Monday, August 10, 2009

Of Men & Music

Have you ever noticed the way some people seem to seethe sex through their skins? On the first day of running club one year in college, I made eyes with one such creature, and was immediately captivated. As we breezed down Broadway, I was high on endorphins from two potent sources—running and sex. Not long after, he became my number four.

Everything he did seemed an allusion to a sexual act—nay, everything he did was a sexual act; that was the whole point: for him there was no distinction between the arenas of sex-life and life-life. He moved through the world with a physical integrity that bespoke heightened sensual awareness; with a hyper-expressive face and mischievous smile, he seemed more fully in his body than others.

With guys like this, to interact with them is to think about being in bed with them. Everything is on display; nothing is hidden. They're like walking advertisements for themselves as sexual partners.

And as with advertising, the effect is instantaneous. With Four, all it took was a glance and a smile.

* * *

Sasha and I used to talk about how some songs you love right away, and other songs take longer. She’d make me mix tapes and sandwich the tougher-to-love songs between two instant gratification songs, knowing that I’d suffer through the weird, unfamiliar notes because it was a hassle to fast-forward. It worked—after listening to a new song enough times, it would transform into something entirely different than it had been when I’d first heard it. I wasn’t that I’d changed my mind about the song; the song itself had changed.

Often I ended up loving these ugly duckling songs even better than the instant-loves, which started sounding insipid if I listened to them too much. You could say that Four was like one of those songs, but the analogy is limited, because my attraction to him never dulled. With Four and others like him, when it came time to cut ties, it was never for lack of passion.

There’s a better parallel between men and songs that take longer to fall for. Sometimes a guy doesn't do much for me at first, but things change after I get to know him. It’s hard for me to reconcile this phenomenon with my belief in the integrity of physical bodies. I like to think that we are what we are, through and through: no soul behind the body, no life after death—as Nietzsche said, “Body I am entirely, and nothing else; and soul is only a word for something about the body.”

It follows that I would know automatically upon meeting someone whether I’m attracted to him or not, and this is often the case. But when the opposite happens—when I’m not attracted at first and become so later—it’s not that I become so enamored with his personality that I decide to look beyond looks. No, he actually starts to look different.

I don't really know what's going on here. Why does becoming more familiar with something cause it to become more enticing? It seems that the opposite should be true. How is it possible for a song to go from unappealing to play it on repeat, and a person from forgettable to fuckable?

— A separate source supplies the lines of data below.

//! Covariate assembly: load independently-sourced covariate tables, align
//! them to the phenotype's individual set under an explicit join mode, prune
//! uninformative columns, and emit the transposed matrix the association tool
//! expects (covariate rows × individual columns).

use crate::core::errors::{EdquantError, Result};
use crate::core::io::{get_raw_writer, get_reader, parse_optional_f64};
use itertools::Itertools;
use log::{info, warn};
use rustc_hash::FxHashMap;
use std::io::Write;
use std::path::Path;
use std::str::FromStr;

/// How covariate sources combine across individuals.
#[derive(Debug, Clone, Copy, PartialEq, Eq)]
pub enum JoinMode {
    /// Only individuals present in every loaded source survive.
    Inner,
    /// Phenotype individuals present in at least one source survive; absent
    /// covariate values impute to 0.0 (neutral effect).
    Union,
}

impl FromStr for JoinMode {
    type Err = EdquantError;

    fn from_str(s: &str) -> Result<Self> {
        match s.to_lowercase().as_str() {
            "inner" => Ok(JoinMode::Inner),
            "union" => Ok(JoinMode::Union),
            other => Err(EdquantError::InvalidInput(format!(
                "Invalid join mode: {}. Valid modes: inner, union",
                other
            ))),
        }
    }
}

/// One loaded covariate source: individual rows × named numeric columns.
#[derive(Debug)]
pub struct CovariateTable {
    pub label: String,
    pub columns: Vec<String>,
    pub values: FxHashMap<String, Vec<Option<f64>>>,
}

impl CovariateTable {
    /// Load a TSV whose first column is the individual identifier and whose
    /// remaining columns are numeric covariates (`NA` tolerated).
    pub fn load(path: &Path, label: &str) -> Result<Self> {
        let mut reader = get_reader(path, true, true)?;
        let headers = reader.headers()?.clone();
        if headers.len() < 2 {
            return Err(EdquantError::Parse(format!(
                "Covariate table {} needs an identifier column and at least one covariate",
                path.display()
            )));
        }
        let columns: Vec<String> = headers.iter().skip(1).map(|h| h.to_string()).collect();
        let mut values: FxHashMap<String, Vec<Option<f64>>> = FxHashMap::default();
        for record in reader.records() {
            let record = record?;
            let individual = record.get(0).unwrap_or("").to_string();
            if individual.is_empty() {
                continue;
            }
            let row: Vec<Option<f64>> = (1..1 + columns.len())
                .map(|idx| record.get(idx).and_then(parse_optional_f64))
                .collect();
            values.insert(individual, row);
        }
        if values.is_empty() {
            return Err(EdquantError::EmptyData(format!(
                "No individuals loaded from covariate table {}",
                path.display()
            )));
        }
        info!(
            "Loaded covariate source '{}': {} individuals x {} covariates",
            label,
            values.len(),
            columns.len()
        );
        Ok(CovariateTable {
            label: label.to_string(),
            columns,
            values,
        })
    }
}

/// The merged covariate matrix, still individual-major until written.
#[derive(Debug, PartialEq)]
pub struct CovariateMatrix {
    pub individuals: Vec<String>,
    pub columns: Vec<String>,
    /// Row per individual, aligned to `columns`.
    pub values: Vec<Vec<f64>>,
}

/// Merge covariate sources restricted to the phenotype's individual set.
///
/// The phenotype's column order defines the output individual order. A
/// covariate column name already claimed by an earlier source is skipped with
/// a warning rather than silently duplicated.
pub fn merge_covariates(
    tables: &[CovariateTable],
    phenotype_individuals: &[String],
    mode: JoinMode,
) -> Result<CovariateMatrix> {
    if tables.is_empty() {
        return Err(EdquantError::EmptyData(
            "No covariate sources loaded".to_string(),
        ));
    }

    let individuals: Vec<String> = phenotype_individuals
        .iter()
        .filter(|id| match mode {
            JoinMode::Inner => tables.iter().all(|t| t.values.contains_key(*id)),
            JoinMode::Union => tables.iter().any(|t| t.values.contains_key(*id)),
        })
        .cloned()
        .collect();
    if individuals.is_empty() {
        return Err(EdquantError::EmptyData(format!(
            "No phenotype individuals survive the {:?} covariate join",
            mode
        )));
    }

    let mut columns: Vec<String> = Vec::new();
    let mut values: Vec<Vec<f64>> = vec![Vec::new(); individuals.len()];
    for table in tables {
        for (col_idx, column) in table.columns.iter().enumerate() {
            if columns.contains(column) {
                warn!(
                    "Covariate column '{}' from source '{}' duplicates an earlier source; skipping",
                    column, table.label
                );
                continue;
            }
            columns.push(column.clone());
            for (row, individual) in values.iter_mut().zip(&individuals) {
                let value = table
                    .values
                    .get(individual)
                    .and_then(|r| r.get(col_idx).copied().flatten())
                    .unwrap_or(0.0);
                row.push(value);
            }
        }
    }

    let matrix = CovariateMatrix {
        individuals,
        columns,
        values,
    };
    Ok(prune_constant_columns(matrix))
}

/// Drop covariate columns with a single distinct value across the retained
/// individuals; a constant covariate carries no information.
fn prune_constant_columns(matrix: CovariateMatrix) -> CovariateMatrix {
    let keep: Vec<usize> = (0..matrix.columns.len())
        .filter(|&col| {
            !matrix
                .values
                .iter()
                .map(|row| row[col].to_bits())
                .all_equal()
        })
        .collect();
    if keep.len() < matrix.columns.len() {
        info!(
            "Dropped {} constant covariate columns",
            matrix.columns.len() - keep.len()
        );
    }
    CovariateMatrix {
        individuals: matrix.individuals,
        columns: keep.iter().map(|&c| matrix.columns[c].clone()).collect(),
        values: matrix
            .values
            .iter()
            .map(|row| keep.iter().map(|&c| row[c]).collect())
            .collect(),
    }
}

impl CovariateMatrix {
    /// Write in the association tool's layout: covariate rows × individual
    /// columns, identifier header `id`.
    pub fn write_transposed(&self, path: &Path) -> Result<()> {
        let mut writer = get_raw_writer(path)?;
        write!(writer, "id")?;
        for individual in &self.individuals {
            write!(writer, "\t{}", individual)?;
        }
        writeln!(writer)?;
        for (col_idx, column) in self.columns.iter().enumerate() {
            write!(writer, "{}", column)?;
            for row in &self.values {
                write!(writer, "\t{}", row[col_idx])?;
            }
            writeln!(writer)?;
        }
        writer.flush()?;
        Ok(())
    }
}

#[cfg(test)]
mod tests {
    use super::*;

    fn table(label: &str, columns: &[&str], rows: &[(&str, &[Option<f64>])]) -> CovariateTable {
        CovariateTable {
            label: label.to_string(),
            columns: columns.iter().map(|c| c.to_string()).collect(),
            values: rows
                .iter()
                .map(|(id, vals)| (id.to_string(), vals.to_vec()))
                .collect(),
        }
    }

    fn phenotype_ids(ids: &[&str]) -> Vec<String> {
        ids.iter().map(|s| s.to_string()).collect()
    }

    #[test]
    fn test_inner_join_requires_all_sources() {
        let aei = table(
            "aei",
            &["AEI_Bcell"],
            &[("I1", &[Some(0.2)]), ("I2", &[Some(0.4)])],
        );
        let pcs = table("pcs", &["PC1"], &[("I1", &[Some(1.0)])]);
        let merged = merge_covariates(
            &[aei, pcs],
            &phenotype_ids(&["I1", "I2", "I3"]),
            JoinMode::Inner,
        )
        .unwrap();
        assert_eq!(merged.individuals, vec!["I1"]);
    }

    #[test]
    fn test_union_join_imputes_zero() {
        let aei = table(
            "aei",
            &["AEI_Bcell"],
            &[("I1", &[Some(0.2)]), ("I2", &[Some(0.4)])],
        );
        let pcs = table("pcs", &["PC1"], &[("I1", &[Some(1.0)]), ("I2", &[Some(2.0)])]);
        let merged = merge_covariates(
            &[aei, pcs],
            &phenotype_ids(&["I1", "I2", "I3"]),
            JoinMode::Union,
        )
        .unwrap();
        assert_eq!(merged.individuals, vec!["I1", "I2"]);
        assert_eq!(merged.columns, vec!["AEI_Bcell", "PC1"]);
        assert_eq!(merged.values[0], vec![0.2, 1.0]);
    }

    #[test]
    fn test_union_fills_missing_source_with_zero() {
        let aei = table("aei", &["AEI_Bcell"], &[("I1", &[Some(0.2)])]);
        let pcs = table("pcs", &["PC1"], &[("I2", &[Some(2.0)])]);
        let merged = merge_covariates(
            &[aei, pcs],
            &phenotype_ids(&["I1", "I2"]),
            JoinMode::Union,
        )
        .unwrap();
        assert_eq!(merged.individuals, vec!["I1", "I2"]);
        // I2 has no AEI, I1 has no PC1: both impute 0.
        assert_eq!(merged.values[0], vec![0.2, 0.0]);
        assert_eq!(merged.values[1], vec![0.0, 2.0]);
    }

    #[test]
    fn test_constant_columns_dropped() {
        let src = table(
            "src",
            &["constant", "varying"],
            &[
                ("I1", &[Some(1.0), Some(0.1)]),
                ("I2", &[Some(1.0), Some(0.2)]),
            ],
        );
        let merged =
            merge_covariates(&[src], &phenotype_ids(&["I1", "I2"]), JoinMode::Inner).unwrap();
        assert_eq!(merged.columns, vec!["varying"]);
        assert_eq!(merged.values[0], vec![0.1]);
    }

    #[test]
    fn test_phenotype_order_defines_output_order() {
        let src = table(
            "src",
            &["PC1"],
            &[("I1", &[Some(1.0)]), ("I2", &[Some(2.0)]), ("I3", &[Some(3.0)])],
        );
        let merged = merge_covariates(
            &[src],
            &phenotype_ids(&["I3", "I1", "I2"]),
            JoinMode::Inner,
        )
        .unwrap();
        assert_eq!(merged.individuals, vec!["I3", "I1", "I2"]);
        assert_eq!(
            merged.values.iter().map(|r| r[0]).collect::<Vec<_>>(),
            vec![3.0, 1.0, 2.0]
        );
    }
}
//! Site annotation: REDIPortal known/novel status and functional-region /
//! gene assignment.
//!
//! Both indexes are built once per stage invocation as explicit immutable
//! values and passed by reference into every annotation call; nothing here is
//! process-global or lazily initialized.

use crate::core::errors::{EdquantError, Result};
use crate::core::io::{get_line_reader, get_reader};
use log::{info, warn};
use rust_lapper::{Interval, Lapper};
use rustc_hash::{FxHashMap, FxHashSet};
use std::fmt;
use std::io::BufRead;
use std::path::Path;

/// Whether a site position is present in the REDIPortal known-sites catalog.
#[derive(Debug, Clone, Copy, PartialEq, Eq)]
pub enum RediportalStatus {
    Known,
    Novel,
}

impl fmt::Display for RediportalStatus {
    fn fmt(&self, f: &mut fmt::Formatter<'_>) -> fmt::Result {
        match self {
            RediportalStatus::Known => write!(f, "Known"),
            RediportalStatus::Novel => write!(f, "Novel"),
        }
    }
}

/// Position-membership index over the REDIPortal known-sites BED file.
///
/// BED coordinates are 0-based; the known-site key is `Chr:(Start + 1)` to
/// match the 1-based positions used everywhere else in the pipeline.
#[derive(Debug, Default)]
pub struct RediportalIndex {
    known: FxHashSet<(String, u64)>,
}

impl RediportalIndex {
    pub fn load(path: &Path) -> Result<Self> {
        info!("Loading REDIPortal known sites from {}", path.display());
        let reader = get_line_reader(path)?;
        let mut known = FxHashSet::default();
        let mut skipped = 0usize;
        for line in reader.lines() {
            let line = line?;
            if line.is_empty() || line.starts_with('#') {
                continue;
            }
            let mut fields = line.split('\t');
            let chrom = fields.next().unwrap_or("");
            match fields.next().and_then(|s| s.parse::<u64>().ok()) {
                Some(start) if !chrom.is_empty() => {
                    known.insert((normalize_chrom(chrom).to_string(), start + 1));
                }
                _ => skipped += 1,
            }
        }
        if skipped > 0 {
            warn!("Skipped {} malformed REDIPortal BED lines", skipped);
        }
        if known.is_empty() {
            return Err(EdquantError::EmptyData(format!(
                "No known sites loaded from {}",
                path.display()
            )));
        }
        info!("Loaded {} REDIPortal known sites", known.len());
        Ok(RediportalIndex { known })
    }

    pub fn status(&self, chrom: &str, pos: u64) -> RediportalStatus {
        if self
            .known
            .contains(&(normalize_chrom(chrom).to_string(), pos))
        {
            RediportalStatus::Known
        } else {
            RediportalStatus::Novel
        }
    }

    pub fn len(&self) -> usize {
        self.known.len()
    }

    pub fn is_empty(&self) -> bool {
        self.known.is_empty()
    }
}

/// Functional region labels, ordered by annotation priority.
#[derive(Debug, Clone, PartialEq, Eq)]
pub enum FunctionalRegion {
    Cds,
    Utr3,
    Utr5,
    Exon,
    Other(String),
    Intergenic,
}

impl fmt::Display for FunctionalRegion {
    fn fmt(&self, f: &mut fmt::Formatter<'_>) -> fmt::Result {
        match self {
            FunctionalRegion::Cds => write!(f, "CDS"),
            FunctionalRegion::Utr3 => write!(f, "UTR3"),
            FunctionalRegion::Utr5 => write!(f, "UTR5"),
            FunctionalRegion::Exon => write!(f, "Exon"),
            FunctionalRegion::Other(raw) => write!(f, "{}", raw),
            FunctionalRegion::Intergenic => write!(f, "Intergenic"),
        }
    }
}

/// A site's functional annotation: region label plus the owning gene symbol
/// (both `Intergenic` when nothing overlaps).
#[derive(Debug, Clone, PartialEq, Eq)]
pub struct SiteAnnotation {
    pub region: FunctionalRegion,
    pub gene: String,
}

impl SiteAnnotation {
    fn intergenic() -> Self {
        SiteAnnotation {
            region: FunctionalRegion::Intergenic,
            gene: "Intergenic".to_string(),
        }
    }
}

#[derive(Debug, Clone, PartialEq, Eq)]
struct FeatureRecord {
    region: FunctionalRegion,
    gene: String,
}

/// Interval index over genomic features parsed from a GTF.
///
/// Only exon, CDS, and UTR features are retained. When several features
/// overlap a position the priority is CDS > UTR3 > UTR5 > Exon > first other
/// feature; within a class the feature with the lowest start coordinate wins.
pub struct FeatureIndex {
    per_chrom: FxHashMap<String, Lapper<u64, FeatureRecord>>,
}

/// Extract the value of one `key "value";` pair from a GTF attribute column.
pub fn gtf_attribute(attributes: &str, key: &str) -> Option<String> {
    for pair in attributes.split(';') {
        let pair = pair.trim();
        if let Some((name, value)) = pair.split_once(' ') {
            if name == key {
                return Some(value.trim().trim_matches('"').to_string());
            }
        }
    }
    None
}

fn classify_feature(feature_type: &str) -> Option<FunctionalRegion> {
    match feature_type {
        "CDS" => Some(FunctionalRegion::Cds),
        "exon" => Some(FunctionalRegion::Exon),
        "three_prime_utr" => Some(FunctionalRegion::Utr3),
        "five_prime_utr" => Some(FunctionalRegion::Utr5),
        "UTR" => Some(FunctionalRegion::Other("UTR".to_string())),
        other if other.ends_with("_utr") => Some(FunctionalRegion::Other(other.to_string())),
        _ => None,
    }
}

/// Strip a `chr` prefix so GTF, BED, and caller chromosome vocabularies meet
/// on one form.
pub fn normalize_chrom(chrom: &str) -> &str {
    chrom.strip_prefix("chr").unwrap_or(chrom)
}

impl FeatureIndex {
    pub fn from_gtf(path: &Path) -> Result<Self> {
        info!("Loading GTF features from {}", path.display());
        let reader = get_line_reader(path)?;
        let mut raw: FxHashMap<String, Vec<Interval<u64, FeatureRecord>>> = FxHashMap::default();
        let mut count = 0usize;
        for line in reader.lines() {
            let line = line?;
            if line.starts_with('#') {
                continue;
            }
            let fields: Vec<&str> = line.split('\t').collect();
            if fields.len() < 9 {
                continue;
            }
            let region = match classify_feature(fields[2]) {
                Some(region) => region,
                None => continue,
            };
            let (start, end) = match (fields[3].parse::<u64>(), fields[4].parse::<u64>()) {
                (Ok(start), Ok(end)) if end >= start => (start, end),
                _ => continue,
            };
            let gene = gtf_attribute(fields[8], "gene_name")
                .or_else(|| gtf_attribute(fields[8], "gene_id"))
                .unwrap_or_else(|| "Unknown".to_string());
            raw.entry(normalize_chrom(fields[0]).to_string())
                .or_default()
                .push(Interval {
                    start,
                    stop: end + 1,
                    val: FeatureRecord { region, gene },
                });
            count += 1;
        }
        if count == 0 {
            return Err(EdquantError::EmptyData(format!(
                "No exon/CDS/UTR features found in {}",
                path.display()
            )));
        }
        info!("Loaded {} GTF features", count);
        let per_chrom = raw
            .into_iter()
            .map(|(chrom, intervals)| (chrom, Lapper::new(intervals)))
            .collect();
        Ok(FeatureIndex { per_chrom })
    }

    /// Annotate a 1-based position with its functional region and gene.
    pub fn annotate(&self, chrom: &str, pos: u64) -> SiteAnnotation {
        let lapper = match self.per_chrom.get(normalize_chrom(chrom)) {
            Some(lapper) => lapper,
            None => return SiteAnnotation::intergenic(),
        };
        let mut cds: Option<&FeatureRecord> = None;
        let mut utr3: Option<&FeatureRecord> = None;
        let mut utr5: Option<&FeatureRecord> = None;
        let mut exon: Option<&FeatureRecord> = None;
        let mut other: Option<&FeatureRecord> = None;
        for hit in lapper.find(pos, pos + 1) {
            let slot = match hit.val.region {
                FunctionalRegion::Cds => &mut cds,
                FunctionalRegion::Utr3 => &mut utr3,
                FunctionalRegion::Utr5 => &mut utr5,
                FunctionalRegion::Exon => &mut exon,
                _ => &mut other,
            };
            if slot.is_none() {
                *slot = Some(&hit.val);
            }
        }
        let best = cds.or(utr3).or(utr5).or(exon).or(other);
        match best {
            Some(record) => SiteAnnotation {
                region: record.region.clone(),
                gene: record.gene.clone(),
            },
            None => SiteAnnotation::intergenic(),
        }
    }
}

/// Position-keyed site-to-gene map, the pre-computed TSV alternative to a
/// full GTF (columns `Chr`, `Pos`, `GeneSymbol`, `FeatureType`).
pub struct GeneMap {
    entries: FxHashMap<(String, u64), SiteAnnotation>,
}

impl GeneMap {
    pub fn load(path: &Path) -> Result<Self> {
        info!("Loading gene map from {}", path.display());
        let mut reader = get_reader(path, true, false)?;
        let headers = reader.headers()?.clone();
        let col = |name: &str| -> Result<usize> {
            headers
                .iter()
                .position(|h| h == name)
                .ok_or_else(|| EdquantError::MissingColumn {
                    column: name.to_string(),
                    path: path.display().to_string(),
                })
        };
        let chrom_idx = col("Chr")?;
        let pos_idx = col("Pos")?;
        let gene_idx = col("GeneSymbol")?;
        let feature_idx = col("FeatureType")?;

        let mut entries = FxHashMap::default();
        for record in reader.records() {
            let record = record?;
            let chrom = record.get(chrom_idx).unwrap_or("");
            let pos = match record.get(pos_idx).and_then(|s| s.parse::<u64>().ok()) {
                Some(pos) => pos,
                None => continue,
            };
            let key = (normalize_chrom(chrom).to_string(), pos);
            // First occurrence wins, matching the de-duplication of the map.
            entries.entry(key).or_insert_with(|| SiteAnnotation {
                region: match record.get(feature_idx).unwrap_or("") {
                    "CDS" => FunctionalRegion::Cds,
                    "UTR3" => FunctionalRegion::Utr3,
                    "UTR5" => FunctionalRegion::Utr5,
                    "Exon" => FunctionalRegion::Exon,
                    other => FunctionalRegion::Other(other.to_string()),
                },
                gene: record.get(gene_idx).unwrap_or("Unknown").to_string(),
            });
        }
        if entries.is_empty() {
            return Err(EdquantError::EmptyData(format!(
                "No entries loaded from gene map {}",
                path.display()
            )));
        }
        Ok(GeneMap { entries })
    }

    pub fn annotate(&self, chrom: &str, pos: u64) -> SiteAnnotation {
        self.entries
            .get(&(normalize_chrom(chrom).to_string(), pos))
            .cloned()
            .unwrap_or_else(SiteAnnotation::intergenic)
    }
}

/// The configured functional-annotation source: a full GTF or a pre-computed
/// site-to-gene TSV.
pub enum FeatureSource {
    Gtf(FeatureIndex),
    Map(GeneMap),
}

impl FeatureSource {
    pub fn annotate(&self, chrom: &str, pos: u64) -> SiteAnnotation {
        match self {
            FeatureSource::Gtf(index) => index.annotate(chrom, pos),
            FeatureSource::Map(map) => map.annotate(chrom, pos),
        }
    }
}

  1. Maybe because the "at first sight" attraction is kind of like your body's best guest. It sees a face, a body, and for whatever reason, biological or social, it thinks this one will be the right one, and urges you to give him a try. But, your body can be wrong. Then, when you start to genuinely like or love someone who before was not attractive, your body catches on that "oh, hmm, this guy is good for me, so I better want to have sex with him" and then the pheromones are turned on.

    That's my uneducated take on it anyway :)

  2. I know what you're saying, but when I try to fit this into my ideas about the body, I get confused. Loving someone means being attracted to them, or else what's the difference between lovers & friends, right? Why don't we start becoming attracted to our friends? When I'm attracted to someone, I'm not just attracted to their body, I'm attracted to their whole being. Or maybe a better way of saying that is that I am just attracted to their body, but a person is just a body anyway, and I don't think there's a personality that exists behind the body—it's all part of the same thing.

  3. I think you're getting into semantics over the word 'body'. Some people, such as Number 4, just put their whole 'body' on display, hence the instant attraction. With others it may take a while to see their whole 'body' per your definition.

  4. Well, I think your ideas about the body are a bit weird Lindsay :)

    People do become attracted to their friends. I hear stories like that all the time.

    If a person's "body" is all there is, how could it possible that your opinion of a person could change over time? Their body isn't changing. And surely there have been guys who you were attracted to more or less after getting to know them than you were after first meeting them.